Tuesday 2 September 2014

Rules for Constructing Character Constants


  • A character constant is a single alphabet, a single digit or a single special symbol enclosed within single inverted commas.
  • Both the inverted commas should point to the left. 

Example:
                  ’A’ is a valid character constant whereas ‘A’ is not.

The maximum length of a character constant can be 1 character.
Example:
                   'A'
                   'I'
                   '5'
                   '='

Rules for Constructing Real Constants

Real constants are often called Floating Point constants. The real constants could be written in two forms.

  1. Fractional form
  2. Exponential form.
Fractional form:


  • A real constant must have at least one digit.
  • It must have a decimal point.
  • It could be either positive or negative.
  • Default sign is positive.
  • No commas or blanks are allowed within a real constant.


Ex:
      +235.33
        516.0
       -34.73
       -36.5789

Exponential form:
  • The mantissa part and the exponential part should be separated by a letter e.
  • The mantissa part may have a positive or negative sign.
  • Default sign of mantissa part is positive.
  • The exponent must have at least one digit, which must be a positive or negative integer. Default sign is positive.
  • Range of real constants expressed in exponential form is -3.4e38 to 3.4e38.

Ex:
       +2.3e-5
         5.1e5
       -0.2e+4
       -3.5e-4

Rules for Constructing Integer Constants

An integer constant must have at least one digit.

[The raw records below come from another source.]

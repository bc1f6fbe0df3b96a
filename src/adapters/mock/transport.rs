//! Scripted transport for tests.
//!
//! Replays a fixed sequence of chunks (or errors) as the stream body, with
//! optional stalling at the end so cancellation paths can be exercised
//! deterministically.

use std::sync::{
    atomic::{AtomicUsize, Ordering},
    Mutex,
};

use async_trait::async_trait;
use bytes::Bytes;
use futures::{stream, StreamExt};

use crate::models::StreamRequest;
use crate::traits::transport::{ByteStream, StreamTransport, TransportError};

/// Test double implementing [`StreamTransport`] from a script.
pub struct MockTransport {
    chunks: Vec<Result<Bytes, TransportError>>,
    /// Never complete the stream after the scripted chunks; the reader stays
    /// suspended until cancelled.
    hang_after_chunks: bool,
    fail_session: Option<TransportError>,
    fail_open: Option<TransportError>,
    sessions_created: AtomicUsize,
    requests: Mutex<Vec<StreamRequest>>,
}

impl MockTransport {
    pub fn new() -> Self {
        Self {
            chunks: Vec::new(),
            hang_after_chunks: false,
            fail_session: None,
            fail_open: None,
            sessions_created: AtomicUsize::new(0),
            requests: Mutex::new(Vec::new()),
        }
    }

    /// Script the stream body from string chunks.
    pub fn with_chunks<I, S>(mut self, chunks: I) -> Self
    where
        I: IntoIterator<Item = S>,
        S: Into<String>,
    {
        self.chunks = chunks
            .into_iter()
            .map(|c| Ok(Bytes::from(c.into())))
            .collect();
        self
    }

    /// Script the stream body from raw byte chunks (for mid-character
    /// splits).
    pub fn with_byte_chunks<I>(mut self, chunks: I) -> Self
    where
        I: IntoIterator<Item = Vec<u8>>,
    {
        self.chunks = chunks.into_iter().map(|c| Ok(Bytes::from(c))).collect();
        self
    }

    /// Append a read error after the scripted chunks.
    pub fn with_read_error(mut self, message: impl Into<String>) -> Self {
        self.chunks.push(Err(TransportError::Read(message.into())));
        self
    }

    /// Keep the stream open (pending) after the scripted chunks.
    pub fn hanging(mut self) -> Self {
        self.hang_after_chunks = true;
        self
    }

    /// Fail session creation.
    pub fn failing_session(mut self, message: impl Into<String>) -> Self {
        self.fail_session = Some(TransportError::SessionCreate(message.into()));
        self
    }

    /// Fail stream open.
    pub fn failing_open(mut self, message: impl Into<String>) -> Self {
        self.fail_open = Some(TransportError::Connect(message.into()));
        self
    }

    /// Number of sessions created so far.
    pub fn session_count(&self) -> usize {
        self.sessions_created.load(Ordering::SeqCst)
    }

    /// Requests passed to `open_stream`, in order.
    pub fn requests(&self) -> Vec<StreamRequest> {
        self.requests
            .lock()
            .unwrap_or_else(|poisoned| poisoned.into_inner())
            .clone()
    }
}

impl Default for MockTransport {
    fn default() -> Self {
        Self::new()
    }
}

#[async_trait]
impl StreamTransport for MockTransport {
    async fn create_session(&self) -> Result<String, TransportError> {
        if let Some(err) = &self.fail_session {
            return Err(err.clone());
        }
        let n = self.sessions_created.fetch_add(1, Ordering::SeqCst);
        Ok(format!("mock-session-{n}"))
    }

    async fn open_stream(&self, request: &StreamRequest) -> Result<ByteStream, TransportError> {
        if let Some(err) = &self.fail_open {
            return Err(err.clone());
        }
        self.requests
            .lock()
            .unwrap_or_else(|poisoned| poisoned.into_inner())
            .push(request.clone());

        let scripted = stream::iter(self.chunks.clone());
        if self.hang_after_chunks {
            Ok(Box::pin(scripted.chain(stream::pending())))
        } else {
            Ok(Box::pin(scripted))
        }
    }
}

  1. It must not have a decimal point.
  2. It can be either positive or negative.
  3. If no sign precedes an integer constant it is assumed to be positive.
  4. No commas or blanks are allowed within an integer constant.
  5. The allowable range for integer constants is -32768 to 32767.


Ex:
      326, +682, -7000, -5604

Types of C Constants

C constants can be divided into two major categories:

1.Primary Constants
2.Secondary Constants

Primary Constants:

    1. Integer Constant
    2. Real Constant
    3. Character Constant

Secondary Constants:

    1. Array
    2. Pointer
    3. Structure
    4. Union
    5. Enum,Etc....

The C Character Set

A character denotes any alphabet, digit or special symbol used to represent information.

Alphabets : 
                  A, B, ….., Y, Z
                  a, b, ……, y, z

Digits:
                  0, 1, 2, 3, 4, 5, 6, 7, 8, 9

Special symbols:
                   ~ ‘ ! @ # % ^ & * ( ) _ - + = | \ { }[ ] : ; " ' < > , . ? /

What is C

C is a programming language developed at AT & T’s Bell Laboratories of USA in 1972. It was designed and written by a man named Dennis Ritchie. In the late seventies C began to replace the more familiar languages of that time like PL/I, ALGOL, etc. No one pushed C. It wasn’t made the ‘official’ Bell Labs language. Thus, without any advertisement C’s reputation spread and its pool of users grew. Ritchie seems to have been rather surprised that so many programmers preferred C to older languages like FORTRAN or PL/I, or the newer ones like Pascal and APL. But, that's what happened.